Q. Both slavery and colonialism took place in Europe as well.

A. Many European countries developed at the expense of others, mainly African countries. And exploitation is also why much of Africa struggles with poverty today while Europe prospers.

Q. How would it be helpful to learn more about these dynamics to manage migration?

A. It is misleading to suggest that the history of colonialism and European exploitation of African nations has nothing to do with migration patterns.

Q. How did you feel entering the dungeon known as the ”Recalcitrant Cell,” which was used to imprison enslaved people who resisted being trafficked, on Gorée Island in Dakar?

A. Being in the same place where my ancestors may have been captured is a moving and powerful experience. We are of African descent, but we can’t know which community they come from. I don’t know if my family is from Ghana, Senegal, Gambia, Mauritania, or Togo; there’s simply no way to know that information, and certainly no way to trace it back to a community in that area. That experience is as close as I can get to our past.

Q. How does it feel to be a descendant of an enslaved family?

A. I’m very proud to come from people who overcame more than I could have ever imagined. They fought for freedom, for emancipation, for liberation. And the vast majority of them never had the chance to enjoy this, but they fought anyway because they knew that one day someone would. And I think that my life and my children’s lives are only possible because of them. This makes me think about my responsibility: to try to build a better world, to create more opportunities for my people, my community.

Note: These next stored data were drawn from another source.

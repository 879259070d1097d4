//! Selection Sort step generator

use super::errors::TraceError;
use super::tracer::{Marks, Tracer};
use super::ensure_non_empty;
use crate::step::{IndexSet, StepSequence};

/// Trace Selection Sort over `input`.
///
/// Ties keep the earlier minimum (strict `<`), so equal values are never
/// swapped past each other by the scan itself.
pub fn generate(input: &[i64]) -> Result<StepSequence, TraceError> {
    ensure_non_empty(input)?;
    let mut tracer = Tracer::new(input);
    let n = tracer.len();

    for i in 0..n - 1 {
        let mut min_idx = i;

        for j in i + 1..n {
            tracer.mark(
                Marks::comparing(IndexSet::pair(min_idx, j)).with_sorted(IndexSet::span(0, i)),
            );

            if tracer.get(j) < tracer.get(min_idx) {
                min_idx = j;
            }
        }

        if min_idx != i {
            tracer.swap(i, min_idx);
            tracer.mark(
                Marks::swapping(IndexSet::pair(i, min_idx)).with_sorted(IndexSet::span(0, i)),
            );
        }

        tracer.mark(Marks::sorted(IndexSet::span(0, i + 1)));
    }

    tracer.mark(Marks::sorted(IndexSet::span(0, n)));
    Ok(tracer.finish())
}

#[cfg(test)]
mod tests {
    use super::*;

    #[test]
    fn sorts_and_settles_every_index() {
        let trace = generate(&[64, 25, 12, 22, 11]).unwrap();
        let last = trace.last().unwrap();
        assert_eq!(last.array, vec![11, 12, 22, 25, 64]);
        assert!(last.sorted.covers(5));
    }

    #[test]
    fn every_outer_iteration_settles_a_prefix() {
        let input = [3, 1, 2, 5, 4];
        let trace = generate(&input).unwrap();
        for i in 0..input.len() - 1 {
            let expected = IndexSet::span(0, i + 1);
            assert!(
                trace.iter().any(|s| s.sorted == expected),
                "no step settles prefix 0..={}",
                i
            );
        }
    }

    #[test]
    fn ties_do_not_move_the_minimum() {
        // Both 1s are equal; the first stays the minimum so no swap at i = 0
        let trace = generate(&[1, 3, 1]).unwrap();
        let first_swap = trace.iter().find(|s| !s.swapping.is_empty()).unwrap();
        assert_eq!(first_swap.swapping, IndexSet::pair(1, 2));
    }

    #[test]
    fn comparisons_carry_settled_prefix() {
        let trace = generate(&[2, 1, 3]).unwrap();
        let compares: Vec<_> = trace.iter().filter(|s| !s.comparing.is_empty()).collect();
        assert!(compares[0].sorted.is_empty());
        assert_eq!(compares.last().unwrap().sorted, IndexSet::span(0, 1));
    }
}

Q. The book is like an invitation for each person to question and consider who is behind each monument or street name. Was that the intention?

A. Absolutely. It’s meant to be an invitation, not a lecture or some kind of condemnation. This book began because I grew up in New Orleans, the key city of the slave trade, and I am a descendant of enslaved people. And yet, I realized I didn’t understand the history of slavery in a way that was commensurate with the impact and legacy it left on this country. This book was a desire and an opportunity to learn on my own everything I wish I had been taught growing up.